É por isso que ele está lá fora embaixo da janela, martelando e serrando aquele maldito caixão. Onde ela pode vê-lo. Onde todo ar que ela aspira está impregnado das marteladas e serradas onde ela pode vê-lo dizendo Veja. Veja que beleza estou fazendo para a senhora.

Com a morte de Addie, seguida de seu funeral, começa o martírio da família para enterrá-la, pois era seu desejo ser sepultada na cidade de Jefferson, distante do lugarejo onde moram.

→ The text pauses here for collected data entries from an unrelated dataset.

/// User model and database operations
///
/// Users own credentials (password and recovery answer, both stored as
/// Argon2id hashes) and the login throttle state used by the lockout guard.
///
/// # Schema
///
/// ```sql
/// CREATE TABLE users (
///     id UUID PRIMARY KEY DEFAULT gen_random_uuid(),
///     email TEXT NOT NULL UNIQUE,
///     username TEXT NOT NULL UNIQUE,
///     password_hash TEXT NOT NULL,
///     first_name TEXT NOT NULL,
///     last_name TEXT NOT NULL,
///     recovery_answer_hash TEXT NOT NULL,
///     failed_attempts INTEGER NOT NULL DEFAULT 0 CHECK (failed_attempts >= 0),
///     last_failed_attempt TIMESTAMPTZ,
///     created_at TIMESTAMPTZ NOT NULL DEFAULT NOW()
/// );
/// ```
///
/// # Example
///
/// ```no_run
/// use taskboard_shared::models::user::{CreateUser, User};
/// use sqlx::PgPool;
///
/// # async fn example(pool: PgPool) -> Result<(), sqlx::Error> {
/// let user = User::create(&pool, CreateUser {
///     email: "ana@example.com".to_string(),
///     username: "ana".to_string(),
///     password_hash: "$argon2id$...".to_string(),
///     first_name: "Ana".to_string(),
///     last_name: "Lopez".to_string(),
///     recovery_answer_hash: "$argon2id$...".to_string(),
/// }).await?;
///
/// let found = User::find_by_username(&pool, "ana").await?;
/// assert_eq!(found.map(|u| u.id), Some(user.id));
/// # Ok(())
/// # }
/// ```

use chrono::{DateTime, Utc};
use serde::{Deserialize, Serialize};
use sqlx::postgres::PgExecutor;
use uuid::Uuid;

const USER_COLUMNS: &str = "id, email, username, password_hash, first_name, last_name, \
     recovery_answer_hash, failed_attempts, last_failed_attempt, created_at";

/// User account row
///
/// Never serialize this type to clients; use [`PublicUser`] instead.
#[derive(Debug, Clone, sqlx::FromRow)]
pub struct User {
    /// Unique user ID
    pub id: Uuid,

    /// Email address (unique)
    pub email: String,

    /// Login name (unique, `[A-Za-z0-9_]{3,}`)
    pub username: String,

    /// Argon2id password hash
    pub password_hash: String,

    pub first_name: String,

    pub last_name: String,

    /// Argon2id hash of the security question answer
    pub recovery_answer_hash: String,

    /// Consecutive failed login attempts
    pub failed_attempts: i32,

    /// Set whenever `failed_attempts` is incremented
    pub last_failed_attempt: Option<DateTime<Utc>>,

    pub created_at: DateTime<Utc>,
}

/// Fields of a user that are safe to return to clients
#[derive(Debug, Clone, PartialEq, Eq, Serialize, Deserialize)]
#[serde(rename_all = "camelCase")]
pub struct PublicUser {
    pub id: Uuid,
    pub email: String,
    pub username: String,
    pub first_name: String,
    pub last_name: String,
}

impl From<&User> for PublicUser {
    fn from(user: &User) -> Self {
        Self {
            id: user.id,
            email: user.email.clone(),
            username: user.username.clone(),
            first_name: user.first_name.clone(),
            last_name: user.last_name.clone(),
        }
    }
}

/// Input for creating a new user
///
/// Both secrets must already be hashed.
#[derive(Debug, Clone)]
pub struct CreateUser {
    pub email: String,
    pub username: String,
    pub password_hash: String,
    pub first_name: String,
    pub last_name: String,
    pub recovery_answer_hash: String,
}

impl User {
    /// Inserts a new user with a zero failure count
    ///
    /// # Errors
    ///
    /// Returns a database error on unique constraint violation (email or
    /// username) or connection failure.
    pub async fn create<'e, E>(executor: E, data: CreateUser) -> Result<Self, sqlx::Error>
    where
        E: PgExecutor<'e>,
    {
        let query = format!(
            r#"
            INSERT INTO users (email, username, password_hash, first_name, last_name, recovery_answer_hash)
            VALUES ($1, $2, $3, $4, $5, $6)
            RETURNING {USER_COLUMNS}
            "#
        );

        sqlx::query_as::<_, User>(&query)
            .bind(data.email)
            .bind(data.username)
            .bind(data.password_hash)
            .bind(data.first_name)
            .bind(data.last_name)
            .bind(data.recovery_answer_hash)
            .fetch_one(executor)
            .await
    }

    /// Finds a user by email address
    pub async fn find_by_email<'e, E>(executor: E, email: &str) -> Result<Option<Self>, sqlx::Error>
    where
        E: PgExecutor<'e>,
    {
        let query = format!("SELECT {USER_COLUMNS} FROM users WHERE email = $1");

        sqlx::query_as::<_, User>(&query)
            .bind(email)
            .fetch_optional(executor)
            .await
    }

    /// Finds a user by username
    pub async fn find_by_username<'e, E>(
        executor: E,
        username: &str,
    ) -> Result<Option<Self>, sqlx::Error>
    where
        E: PgExecutor<'e>,
    {
        let query = format!("SELECT {USER_COLUMNS} FROM users WHERE username = $1");

        sqlx::query_as::<_, User>(&query)
            .bind(username)
            .fetch_optional(executor)
            .await
    }

    /// Persists the login throttle counters
    ///
    /// # Returns
    ///
    /// True if the user exists and was updated
    pub async fn update_login_state<'e, E>(
        executor: E,
        id: Uuid,
        failed_attempts: i32,
        last_failed_attempt: Option<DateTime<Utc>>,
    ) -> Result<bool, sqlx::Error>
    where
        E: PgExecutor<'e>,
    {
        let result = sqlx::query(
            r#"
            UPDATE users
            SET failed_attempts = $2,
                last_failed_attempt = $3
            WHERE id = $1
            "#,
        )
        .bind(id)
        .bind(failed_attempts)
        .bind(last_failed_attempt)
        .execute(executor)
        .await?;

        Ok(result.rows_affected() > 0)
    }

    /// Replaces the stored password hash
    ///
    /// # Returns
    ///
    /// The updated user, or None if it no longer exists
    pub async fn update_password<'e, E>(
        executor: E,
        id: Uuid,
        password_hash: &str,
    ) -> Result<Option<Self>, sqlx::Error>
    where
        E: PgExecutor<'e>,
    {
        let query = format!(
            "UPDATE users SET password_hash = $2 WHERE id = $1 RETURNING {USER_COLUMNS}"
        );

        sqlx::query_as::<_, User>(&query)
            .bind(id)
            .bind(password_hash)
            .fetch_optional(executor)
            .await
    }
}

#[cfg(test)]
mod tests {
    use super::*;

    fn sample_user() -> User {
        User {
            id: Uuid::new_v4(),
            email: "ana@example.com".to_string(),
            username: "ana".to_string(),
            password_hash: "$argon2id$secret".to_string(),
            first_name: "Ana".to_string(),
            last_name: "Lopez".to_string(),
            recovery_answer_hash: "$argon2id$answer".to_string(),
            failed_attempts: 0,
            last_failed_attempt: None,
            created_at: Utc::now(),
        }
    }

    #[test]
    fn test_public_user_omits_secrets() {
        let user = sample_user();
        let json = serde_json::to_value(PublicUser::from(&user)).unwrap();

        assert_eq!(json["username"], "ana");
        assert_eq!(json["firstName"], "Ana");
        assert_eq!(json["lastName"], "Lopez");
        assert!(json.get("passwordHash").is_none());
        assert!(json.get("password_hash").is_none());
        assert!(json.get("recoveryAnswerHash").is_none());
    }
}
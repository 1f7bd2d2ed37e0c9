/// PostgreSQL store backed by a sqlx connection pool
///
/// Delegates every operation to the model layer. Task creation with its
/// assignment runs inside a single transaction instead of relying on
/// compensation.
///
/// # Example
///
/// ```no_run
/// use std::sync::Arc;
/// use taskboard_shared::db::pool::{create_pool, DatabaseConfig};
/// use taskboard_shared::store::{postgres::PgStore, Store};
///
/// # async fn example() -> Result<(), Box<dyn std::error::Error>> {
/// let pool = create_pool(DatabaseConfig {
///     url: std::env::var("DATABASE_URL")?,
///     ..Default::default()
/// }).await?;
///
/// let store: Arc<dyn Store> = Arc::new(PgStore::new(pool));
/// store.ping().await?;
/// # Ok(())
/// # }
/// ```

use super::{Store, StoreResult};
use crate::db::pool::health_check;
use crate::models::{
    assignment::{AssignedTask, Assignment, CreateAssignment, UpdateAssignment},
    task::{CreateTask, Task, UpdateTask},
    user::{CreateUser, User},
};
use async_trait::async_trait;
use chrono::{DateTime, Utc};
use sqlx::PgPool;
use tracing::debug;
use uuid::Uuid;

/// sqlx-backed [`Store`]
#[derive(Debug, Clone)]
pub struct PgStore {
    pool: PgPool,
}

impl PgStore {
    pub fn new(pool: PgPool) -> Self {
        Self { pool }
    }

    /// Underlying pool, for migrations and shutdown
    pub fn pool(&self) -> &PgPool {
        &self.pool
    }
}

#[async_trait]
impl Store for PgStore {
    async fn ping(&self) -> StoreResult<()> {
        Ok(health_check(&self.pool).await?)
    }

    async fn find_user_by_email(&self, email: &str) -> StoreResult<Option<User>> {
        Ok(User::find_by_email(&self.pool, email).await?)
    }

    async fn find_user_by_username(&self, username: &str) -> StoreResult<Option<User>> {
        Ok(User::find_by_username(&self.pool, username).await?)
    }

    async fn insert_user(&self, data: CreateUser) -> StoreResult<User> {
        Ok(User::create(&self.pool, data).await?)
    }

    async fn update_login_state(
        &self,
        user_id: Uuid,
        failed_attempts: i32,
        last_failed_attempt: Option<DateTime<Utc>>,
    ) -> StoreResult<()> {
        let updated =
            User::update_login_state(&self.pool, user_id, failed_attempts, last_failed_attempt)
                .await?;
        if !updated {
            debug!(%user_id, "Login state update matched no user");
        }
        Ok(())
    }

    async fn update_password(&self, user_id: Uuid, password_hash: &str) -> StoreResult<Option<User>> {
        Ok(User::update_password(&self.pool, user_id, password_hash).await?)
    }

    async fn insert_task(&self, data: CreateTask) -> StoreResult<Task> {
        Ok(Task::create(&self.pool, data).await?)
    }

    async fn find_task(&self, task_id: i64) -> StoreResult<Option<Task>> {
        Ok(Task::find_by_id(&self.pool, task_id).await?)
    }

    async fn update_task(
        &self,
        task_id: i64,
        data: UpdateTask,
        now: DateTime<Utc>,
    ) -> StoreResult<Option<Task>> {
        Ok(Task::update(&self.pool, task_id, data, now).await?)
    }

    async fn delete_task(&self, task_id: i64) -> StoreResult<bool> {
        Ok(Task::delete(&self.pool, task_id).await?)
    }

    async fn list_tasks_created_by(&self, label: &str) -> StoreResult<Vec<Task>> {
        Ok(Task::list_by_created_by(&self.pool, label).await?)
    }

    async fn insert_assignment(&self, data: CreateAssignment) -> StoreResult<Assignment> {
        Ok(Assignment::create(&self.pool, data).await?)
    }

    async fn find_assignment_by_task(&self, task_id: i64) -> StoreResult<Option<Assignment>> {
        Ok(Assignment::find_by_task(&self.pool, task_id).await?)
    }

    async fn find_assignment(&self, task_id: i64, user_id: Uuid) -> StoreResult<Option<Assignment>> {
        Ok(Assignment::find_by_task_and_user(&self.pool, task_id, user_id).await?)
    }

    async fn update_assignment(
        &self,
        assignment_id: i64,
        data: UpdateAssignment,
    ) -> StoreResult<Option<Assignment>> {
        Ok(Assignment::update(&self.pool, assignment_id, data).await?)
    }

    async fn list_assigned_tasks(
        &self,
        user_id: Uuid,
        priority_only: bool,
    ) -> StoreResult<Vec<AssignedTask>> {
        Ok(Assignment::list_for_user(&self.pool, user_id, priority_only).await?)
    }

    async fn create_assigned_task(
        &self,
        task: CreateTask,
        user_id: Uuid,
        is_priority: bool,
    ) -> StoreResult<(Task, Assignment)> {
        let mut tx = self.pool.begin().await?;

        let task = Task::create(&mut *tx, task).await?;
        let assignment = Assignment::create(
            &mut *tx,
            CreateAssignment {
                user_id,
                task_id: task.id,
                is_priority,
            },
        )
        .await?;

        // Dropping `tx` on an early return rolls back both inserts
        tx.commit().await?;

        debug!(task_id = task.id, assignment_id = assignment.id, "Task and assignment committed");
        Ok((task, assignment))
    }
}
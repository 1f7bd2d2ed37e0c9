/// Domain error taxonomy shared by the auth and task services
///
/// Each variant maps onto one HTTP status class in the API crate:
///
/// | Variant              | Meaning                                    |
/// |----------------------|--------------------------------------------|
/// | `Validation`         | malformed or missing input                 |
/// | `Conflict`           | duplicate email or username                |
/// | `NotFound`           | referenced user/task/assignment is absent  |
/// | `InvalidCredentials` | bad password or recovery answer            |
/// | `Throttled`          | login lockout is active                    |
/// | `Store`, `Password`  | infrastructure failure                     |

use crate::auth::password::PasswordError;
use crate::store::StoreError;
use serde::{Deserialize, Serialize};

/// A single violated input rule
#[derive(Debug, Clone, PartialEq, Eq, Serialize, Deserialize)]
pub struct FieldError {
    /// Field that failed validation
    pub field: String,

    /// Human-readable message
    pub message: String,
}

impl FieldError {
    pub fn new(field: impl Into<String>, message: impl Into<String>) -> Self {
        Self {
            field: field.into(),
            message: message.into(),
        }
    }
}

/// Service error type
#[derive(Debug, thiserror::Error)]
pub enum ServiceError {
    #[error("Validation failed: {} errors", .0.len())]
    Validation(Vec<FieldError>),

    #[error("Conflict: {0}")]
    Conflict(String),

    #[error("Not found: {0}")]
    NotFound(String),

    /// Deliberately carries no detail: unknown account and wrong secret are
    /// indistinguishable
    #[error("Invalid credentials")]
    InvalidCredentials,

    #[error("Account locked for another {remaining_ms} ms")]
    Throttled { remaining_ms: u64 },

    #[error(transparent)]
    Store(#[from] StoreError),

    #[error(transparent)]
    Password(#[from] PasswordError),
}

impl ServiceError {
    /// Shorthand for a single-field validation error
    pub fn invalid(field: &str, message: &str) -> Self {
        ServiceError::Validation(vec![FieldError::new(field, message)])
    }
}

/// Service result type alias
pub type ServiceResult<T> = Result<T, ServiceError>;
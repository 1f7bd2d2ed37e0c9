/// Security headers middleware
///
/// Adds a fixed set of response headers suited to a JSON-only API.
///
/// # Headers Applied
///
/// - `X-Content-Type-Options: nosniff`
/// - `X-Frame-Options: DENY`
/// - `Referrer-Policy: no-referrer`
/// - `Content-Security-Policy: default-src 'none'; frame-ancestors 'none'`
/// - `Cache-Control: no-store` (responses may carry account data)
/// - `Strict-Transport-Security` (production only)
///
/// # Example
///
/// ```no_run
/// use axum::Router;
/// use taskboard_api::middleware::security::SecurityHeadersLayer;
///
/// let app: Router = Router::new()
///     .layer(SecurityHeadersLayer::new(true)); // true = production mode
/// ```

use axum::{
    extract::Request,
    http::{header, HeaderName, HeaderValue},
    response::Response,
};
use std::future::Future;
use std::pin::Pin;
use std::task::{Context, Poll};
use tower::{Layer, Service};

fn base_headers() -> [(HeaderName, HeaderValue); 5] {
    [
        (
            header::X_CONTENT_TYPE_OPTIONS,
            HeaderValue::from_static("nosniff"),
        ),
        (header::X_FRAME_OPTIONS, HeaderValue::from_static("DENY")),
        (header::REFERRER_POLICY, HeaderValue::from_static("no-referrer")),
        (
            header::CONTENT_SECURITY_POLICY,
            HeaderValue::from_static("default-src 'none'; frame-ancestors 'none'"),
        ),
        (header::CACHE_CONTROL, HeaderValue::from_static("no-store")),
    ]
}

/// Security headers middleware layer
#[derive(Clone)]
pub struct SecurityHeadersLayer {
    /// Whether to send HSTS (production behind HTTPS)
    enable_hsts: bool,
}

impl SecurityHeadersLayer {
    pub fn new(enable_hsts: bool) -> Self {
        Self { enable_hsts }
    }
}

impl<S> Layer<S> for SecurityHeadersLayer {
    type Service = SecurityHeadersMiddleware<S>;

    fn layer(&self, inner: S) -> Self::Service {
        SecurityHeadersMiddleware {
            inner,
            enable_hsts: self.enable_hsts,
        }
    }
}

/// Security headers middleware service
#[derive(Clone)]
pub struct SecurityHeadersMiddleware<S> {
    inner: S,
    enable_hsts: bool,
}

impl<S> Service<Request> for SecurityHeadersMiddleware<S>
where
    S: Service<Request, Response = Response> + Send + 'static,
    S::Future: Send + 'static,
{
    type Response = S::Response;
    type Error = S::Error;
    type Future = Pin<Box<dyn Future<Output = Result<Self::Response, Self::Error>> + Send>>;

    fn poll_ready(&mut self, cx: &mut Context<'_>) -> Poll<Result<(), Self::Error>> {
        self.inner.poll_ready(cx)
    }

    fn call(&mut self, request: Request) -> Self::Future {
        let future = self.inner.call(request);
        let enable_hsts = self.enable_hsts;

        Box::pin(async move {
            let mut response = future.await?;
            let headers = response.headers_mut();

            for (name, value) in base_headers() {
                // Handlers may set their own caching policy
                if name == header::CACHE_CONTROL && headers.contains_key(&name) {
                    continue;
                }
                headers.insert(name, value);
            }

            if enable_hsts {
                headers.insert(
                    header::STRICT_TRANSPORT_SECURITY,
                    HeaderValue::from_static("max-age=31536000; includeSubDomains"),
                );
            }

            Ok(response)
        })
    }
}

Nessa empreitada vamos conhecendo os personagens e, principalmente, o marido e os filhos de Addie, cada qual com seus problemas, como se vivessem em um mundo à parte: da gravidez de Dewey Dell (que vai em busca do aborto, pois a família não sabe de seu estado), passando pelas loucuras de Darl (o personagem com mais voz) até Vardaman, que associa a mãe a um peixe, as histórias vão se encaixando.

Mas a viagem não é fácil, dificultada ainda mais pelas recentes chuvas que caíram na região e acabaram inundando as pontes principais sobre o rio. Na travessia, o caixão é jogado para fora da carroça em que era transportado, mas Jewel, um dos filhos, consegue resgatá-lo. Assim, a viagem prossegue por mais de uma semana, uma peregrinação em que o leitor acaba se enredando, como se fizesse parte daquela caravana absurda, que já começa a trazer no bojo o cheiro da morte.

Uma das passagens mais interessantes é quando a morta, Addie Bundren, tem sua vez na narrativa. Faulkner também dá voz à mulher, que conta sua versão dos fatos, esclarecendo e enriquecendo partes da história. Aos poucos tudo vai ficando mais claro e o leitor se vê tomado pelo livro.

O desfecho da história é surpreendente, mas não deixa de ser engraçado. E ao chegar ao fim, temos a certeza de que valeu a pena a persistência, esquecer as estranhezas iniciais, avançar um pouco mais na leitura e se deleitar com a escrita de Faulkner.